What is needed: Type the records out again in full, exactly.

---------- Records for this task

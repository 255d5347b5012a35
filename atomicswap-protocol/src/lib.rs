// Coordination engine for atomic asset swaps across independent ledgers.
//
// Participants are addressed by portable identifiers which the identity
// layer resolves to chain-native addresses. The coordinator drives each
// swap through a monotonic state machine; per-chain adapters perform the
// actual lock/unlock operations and report outcomes back through the
// control-plane API (or directly, when run in-process).

pub mod adapter;
pub mod api;
pub mod config;
pub mod coordinator;
pub mod data_structures;
pub mod identity;
pub mod registry;
pub mod supervisor;

pub mod test_utils; // Shared fixtures and the mock chain adapter
//! Declaration macro for transport version catalogs.

/// Declares a struct holding one [`TransportVersion`](crate::TransportVersion) per
/// named constant.
///
/// This macro generates:
/// - The struct, with one public field per constant
/// - `NAMES`, the constant names in declaration order
/// - `declare`, which passes every constant through
///   [`VersionDeclarations::def`](crate::VersionDeclarations::def) in source order
///
/// New versions go at the bottom of the list. Field initializers run in the
/// order they are written, so a misplaced id fails `declare` with
/// [`RegistryError::OutOfOrder`](crate::RegistryError::OutOfOrder).
///
/// # Example
///
/// ```ignore
/// transport_versions! {
///     pub struct TransportVersions {
///         ZERO = 0,
///         V_8_15_0 = 8_702_00_2,
///         ESQL_PROFILE_SLEEPS = 8_725_00_0,
///     }
/// }
///
/// let mut decls = VersionDeclarations::default();
/// let versions = TransportVersions::declare(&mut decls)?;
/// assert!(versions.ESQL_PROFILE_SLEEPS.on_or_after(versions.V_8_15_0));
/// ```
#[macro_export]
macro_rules! transport_versions {
	(
		$(#[$meta:meta])*
		$vis:vis struct $ty:ident {
			$( $(#[$field_meta:meta])* $name:ident = $id:expr ),* $(,)?
		}
	) => {
		$(#[$meta])*
		#[allow(non_snake_case)]
		#[derive(Debug, Clone, Copy, PartialEq, Eq)]
		$vis struct $ty {
			$( $(#[$field_meta])* pub $name: $crate::TransportVersion, )*
		}

		impl $ty {
			/// Constant names in declaration order.
			pub const NAMES: &'static [&'static str] = &[$(stringify!($name)),*];

			/// Declares every constant against `decls`, in source order.
			pub fn declare(
				decls: &mut $crate::VersionDeclarations,
			) -> ::core::result::Result<Self, $crate::RegistryError> {
				::core::result::Result::Ok(Self {
					$( $name: decls.def(stringify!($name), $id)?, )*
				})
			}
		}
	};
}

--------------------

Written answer:
repository 255d5347b5012a35
filename atomicswap-protocol/src/lib.rs
// Coordination engine for atomic asset swaps across independent ledgers.
//
// Participants are addressed by portable identifiers which the identity
// layer resolves to chain-native addresses. The coordinator drives each
// swap through a monotonic state machine; per-chain adapters perform the
// actual lock/unlock operations and report outcomes back through the
// control-plane API (or directly, when run in-process).

pub mod adapter;
pub mod api;
pub mod config;
pub mod coordinator;
pub mod data_structures;
pub mod identity;
pub mod registry;
pub mod supervisor;

pub mod test_utils; // Shared fixtures and the mock chain adapter
//! Declaration macro for transport version catalogs.

/// Declares a struct holding one [`TransportVersion`](crate::TransportVersion) per
/// named constant.
///
/// This macro generates:
/// - The struct, with one public field per constant
/// - `NAMES`, the constant names in declaration order
/// - `declare`, which passes every constant through
///   [`VersionDeclarations::def`](crate::VersionDeclarations::def) in source order
///
/// New versions go at the bottom of the list. Field initializers run in the
/// order they are written, so a misplaced id fails `declare` with
/// [`RegistryError::OutOfOrder`](crate::RegistryError::OutOfOrder).
///
/// # Example
///
/// ```ignore
/// transport_versions! {
///     pub struct TransportVersions {
///         ZERO = 0,
///         V_8_15_0 = 8_702_00_2,
///         ESQL_PROFILE_SLEEPS = 8_725_00_0,
///     }
/// }
///
/// let mut decls = VersionDeclarations::default();
/// let versions = TransportVersions::declare(&mut decls)?;
/// assert!(versions.ESQL_PROFILE_SLEEPS.on_or_after(versions.V_8_15_0));
/// ```
#[macro_export]
macro_rules! transport_versions {
	(
		$(#[$meta:meta])*
		$vis:vis struct $ty:ident {
			$( $(#[$field_meta:meta])* $name:ident = $id:expr ),* $(,)?
		}
	) => {
		$(#[$meta])*
		#[allow(non_snake_case)]
		#[derive(Debug, Clone, Copy, PartialEq, Eq)]
		$vis struct $ty {
			$( $(#[$field_meta])* pub $name: $crate::TransportVersion, )*
		}

		impl $ty {
			/// Constant names in declaration order.
			pub const NAMES: &'static [&'static str] = &[$(stringify!($name)),*];

			/// Declares every constant against `decls`, in source order.
			pub fn declare(
				decls: &mut $crate::VersionDeclarations,
			) -> ::core::result::Result<Self, $crate::RegistryError> {
				::core::result::Result::Ok(Self {
					$( $name: decls.def(stringify!($name), $id)?, )*
				})
			}
		}
	};
}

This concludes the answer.